## [WHAT YOU HAVE TO DO]
What you return must match every record word for word.

[Records excerpted from a collection]
//! Kestrel main entry point.
//!
//! Runs the engine headless for a fixed number of frames: the default
//! systems draw into a [`DrawList`] instead of a window, which makes the
//! binary useful for smoke-testing scripts and configuration files.
//!
//! # Running
//!
//! ```sh
//! cargo run --release -- --frames 600 --script ./scripts/demo.lua
//! ```

use std::cell::Cell;
use std::path::PathBuf;
use std::process::ExitCode;
use std::rc::Rc;

use clap::Parser;
use log::{error, info, warn};

use kestrel::components::collider::Collider;
use kestrel::components::physics::Physics;
use kestrel::components::sprite::Sprite;
use kestrel::components::text::Text;
use kestrel::components::transform::Transform;
use kestrel::ecs::error::EcsResult;
use kestrel::ecs::world::World;
use kestrel::events::bus::EventPriority;
use kestrel::events::collision::COLLISION_EVENT;
use kestrel::game::Game;
use kestrel::resources::gameconfig::EngineConfig;
use kestrel::resources::surface::DrawList;
use kestrel::systems::player::PLAYER_TAG;

#[cfg(feature = "lua")]
use kestrel::scripting::lua_runtime::LuaRuntime;

const DEMO_BULLETS: usize = 16;

/// Kestrel 2D runtime
#[derive(Parser)]
#[command(version, about = "Headless runner for the Kestrel 2D runtime")]
struct Cli {
    /// INI configuration file.
    #[arg(long, value_name = "PATH", default_value = "./config.ini")]
    config: PathBuf,

    /// Log entity match/unmatch notifications at debug level.
    #[arg(long)]
    debug: bool,

    /// Number of fixed-step frames to run.
    #[arg(long, default_value_t = 300)]
    frames: u64,

    /// Lua script to load before the first frame.
    #[cfg(feature = "lua")]
    #[arg(long, value_name = "PATH")]
    script: Option<PathBuf>,

    /// Write a configuration file with default values and exit.
    #[arg(long)]
    write_default_config: bool,
}

fn main() -> ExitCode {
    env_logger::Builder::from_env(env_logger::Env::default().default_filter_or("info")).init();

    let cli = Cli::parse();

    if cli.write_default_config {
        let config = EngineConfig::with_path(&cli.config);
        return match config.save_to_file() {
            Ok(()) => {
                println!("Default config written to {}", cli.config.display());
                ExitCode::SUCCESS
            }
            Err(e) => {
                eprintln!("Error: {e}");
                ExitCode::FAILURE
            }
        };
    }

    let mut config = EngineConfig::with_path(&cli.config);
    if let Err(e) = config.load_from_file() {
        warn!("Using default configuration: {}", e);
    }
    config.debug |= cli.debug;

    let mut game = match Game::from_config(config) {
        Ok(game) => game,
        Err(e) => {
            error!("Failed to start: {}", e);
            return ExitCode::FAILURE;
        }
    };

    if let Err(e) = spawn_demo(game.world_mut()) {
        error!("Failed to spawn demo entities: {}", e);
        return ExitCode::FAILURE;
    }

    #[cfg(feature = "lua")]
    if let Some(path) = &cli.script {
        match LuaRuntime::new(game.world().handle()) {
            Ok(runtime) => {
                if let Err(e) = runtime.run_script(path) {
                    error!("Failed to load {}: {}", path.display(), e);
                    return ExitCode::FAILURE;
                }
                game.world_mut().apply_deferred();
                game.attach_script(runtime);
            }
            Err(e) => {
                error!("Failed to create Lua runtime: {}", e);
                return ExitCode::FAILURE;
            }
        }
    }

    let collisions = Rc::new(Cell::new(0u64));
    let counter = Rc::clone(&collisions);
    game.events_mut()
        .subscribe(COLLISION_EVENT, EventPriority::Low, move |_| {
            counter.set(counter.get() + 1);
            Ok(())
        });

    let mut surface = DrawList::new();
    for _ in 0..cli.frames {
        if let Err(e) = game.tick(Some(&mut surface)) {
            error!("Frame {} failed: {}", game.time().frame, e);
            return ExitCode::FAILURE;
        }
        surface.take();
    }

    let world = game.world();
    info!(
        "Ran {} frames ({:.2}s): {} entities, {} active, {} bullets left, {} collisions",
        game.time().frame,
        game.time().elapsed,
        world.total_entities(),
        world.active_entity_count(),
        world.find_entities_by_tag("bullet").len(),
        collisions.get()
    );
    ExitCode::SUCCESS
}

/// A player, a label and a volley of bullets flying upwards.
fn spawn_demo(world: &mut World) -> EcsResult<()> {
    let player = world.create_entity();
    world.add_tag(player, PLAYER_TAG)?;
    world.add_component(player, Transform::new(640.0, 600.0))?;
    world.add_component(player, Sprite::new("player_idle", 32.0, 48.0).with_layer(1))?;
    world.add_component(player, Collider::boxed(32.0, 48.0).with_offset(-16.0, -48.0))?;

    let label = world.create_entity();
    world.add_component(label, Text::new("kestrel", 8.0, 8.0))?;

    for _ in 0..DEMO_BULLETS {
        let bullet = world.create_entity();
        world.add_tag(bullet, "bullet")?;
        world.add_component(bullet, Transform::new(fastrand::f32() * 1280.0, 600.0))?;
        world.add_component(
            bullet,
            Physics::new().with_velocity(0.0, -(120.0 + fastrand::f32() * 240.0)),
        )?;
        world.add_component(bullet, Sprite::new("bullet", 4.0, 8.0))?;
        world.add_component(bullet, Collider::circle(3.0))?;
    }
    Ok(())
}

## [RESULT FOR THIS EXERCISE]
//! Kestrel main entry point.
//!
//! Runs the engine headless for a fixed number of frames: the default
//! systems draw into a [`DrawList`] instead of a window, which makes the
//! binary useful for smoke-testing scripts and configuration files.
//!
//! # Running
//!
//! ```sh
//! cargo run --release -- --frames 600 --script ./scripts/demo.lua
//! ```

use std::cell::Cell;
use std::path::PathBuf;
use std::process::ExitCode;
use std::rc::Rc;

use clap::Parser;
use log::{error, info, warn};

use kestrel::components::collider::Collider;
use kestrel::components::physics::Physics;
use kestrel::components::sprite::Sprite;
use kestrel::components::text::Text;
use kestrel::components::transform::Transform;
use kestrel::ecs::error::EcsResult;
use kestrel::ecs::world::World;
use kestrel::events::bus::EventPriority;
use kestrel::events::collision::COLLISION_EVENT;
use kestrel::game::Game;
use kestrel::resources::gameconfig::EngineConfig;
use kestrel::resources::surface::DrawList;
use kestrel::systems::player::PLAYER_TAG;

#[cfg(feature = "lua")]
use kestrel::scripting::lua_runtime::LuaRuntime;

const DEMO_BULLETS: usize = 16;

/// Kestrel 2D runtime
#[derive(Parser)]
#[command(version, about = "Headless runner for the Kestrel 2D runtime")]
struct Cli {
    /// INI configuration file.
    #[arg(long, value_name = "PATH", default_value = "./config.ini")]
    config: PathBuf,

    /// Log entity match/unmatch notifications at debug level.
    #[arg(long)]
    debug: bool,

    /// Number of fixed-step frames to run.
    #[arg(long, default_value_t = 300)]
    frames: u64,

    /// Lua script to load before the first frame.
    #[cfg(feature = "lua")]
    #[arg(long, value_name = "PATH")]
    script: Option<PathBuf>,

    /// Write a configuration file with default values and exit.
    #[arg(long)]
    write_default_config: bool,
}

fn main() -> ExitCode {
    env_logger::Builder::from_env(env_logger::Env::default().default_filter_or("info")).init();

    let cli = Cli::parse();

    if cli.write_default_config {
        let config = EngineConfig::with_path(&cli.config);
        return match config.save_to_file() {
            Ok(()) => {
                println!("Default config written to {}", cli.config.display());
                ExitCode::SUCCESS
            }
            Err(e) => {
                eprintln!("Error: {e}");
                ExitCode::FAILURE
            }
        };
    }

    let mut config = EngineConfig::with_path(&cli.config);
    if let Err(e) = config.load_from_file() {
        warn!("Using default configuration: {}", e);
    }
    config.debug |= cli.debug;

    let mut game = match Game::from_config(config) {
        Ok(game) => game,
        Err(e) => {
            error!("Failed to start: {}", e);
            return ExitCode::FAILURE;
        }
    };

    if let Err(e) = spawn_demo(game.world_mut()) {
        error!("Failed to spawn demo entities: {}", e);
        return ExitCode::FAILURE;
    }

    #[cfg(feature = "lua")]
    if let Some(path) = &cli.script {
        match LuaRuntime::new(game.world().handle()) {
            Ok(runtime) => {
                if let Err(e) = runtime.run_script(path) {
                    error!("Failed to load {}: {}", path.display(), e);
                    return ExitCode::FAILURE;
                }
                game.world_mut().apply_deferred();
                game.attach_script(runtime);
            }
            Err(e) => {
                error!("Failed to create Lua runtime: {}", e);
                return ExitCode::FAILURE;
            }
        }
    }

    let collisions = Rc::new(Cell::new(0u64));
    let counter = Rc::clone(&collisions);
    game.events_mut()
        .subscribe(COLLISION_EVENT, EventPriority::Low, move |_| {
            counter.set(counter.get() + 1);
            Ok(())
        });

    let mut surface = DrawList::new();
    for _ in 0..cli.frames {
        if let Err(e) = game.tick(Some(&mut surface)) {
            error!("Frame {} failed: {}", game.time().frame, e);
            return ExitCode::FAILURE;
        }
        surface.take();
    }

    let world = game.world();
    info!(
        "Ran {} frames ({:.2}s): {} entities, {} active, {} bullets left, {} collisions",
        game.time().frame,
        game.time().elapsed,
        world.total_entities(),
        world.active_entity_count(),
        world.find_entities_by_tag("bullet").len(),
        collisions.get()
    );
    ExitCode::SUCCESS
}

/// A player, a label and a volley of bullets flying upwards.
fn spawn_demo(world: &mut World) -> EcsResult<()> {
    let player = world.create_entity();
    world.add_tag(player, PLAYER_TAG)?;
    world.add_component(player, Transform::new(640.0, 600.0))?;
    world.add_component(player, Sprite::new("player_idle", 32.0, 48.0).with_layer(1))?;
    world.add_component(player, Collider::boxed(32.0, 48.0).with_offset(-16.0, -48.0))?;

    let label = world.create_entity();
    world.add_component(label, Text::new("kestrel", 8.0, 8.0))?;

    for _ in 0..DEMO_BULLETS {
        let bullet = world.create_entity();
        world.add_tag(bullet, "bullet")?;
        world.add_component(bullet, Transform::new(fastrand::f32() * 1280.0, 600.0))?;
        world.add_component(
            bullet,
            Physics::new().with_velocity(0.0, -(120.0 + fastrand::f32() * 240.0)),
        )?;
        world.add_component(bullet, Sprite::new("bullet", 4.0, 8.0))?;
        world.add_component(bullet, Collider::circle(3.0))?;
    }
    Ok(())
}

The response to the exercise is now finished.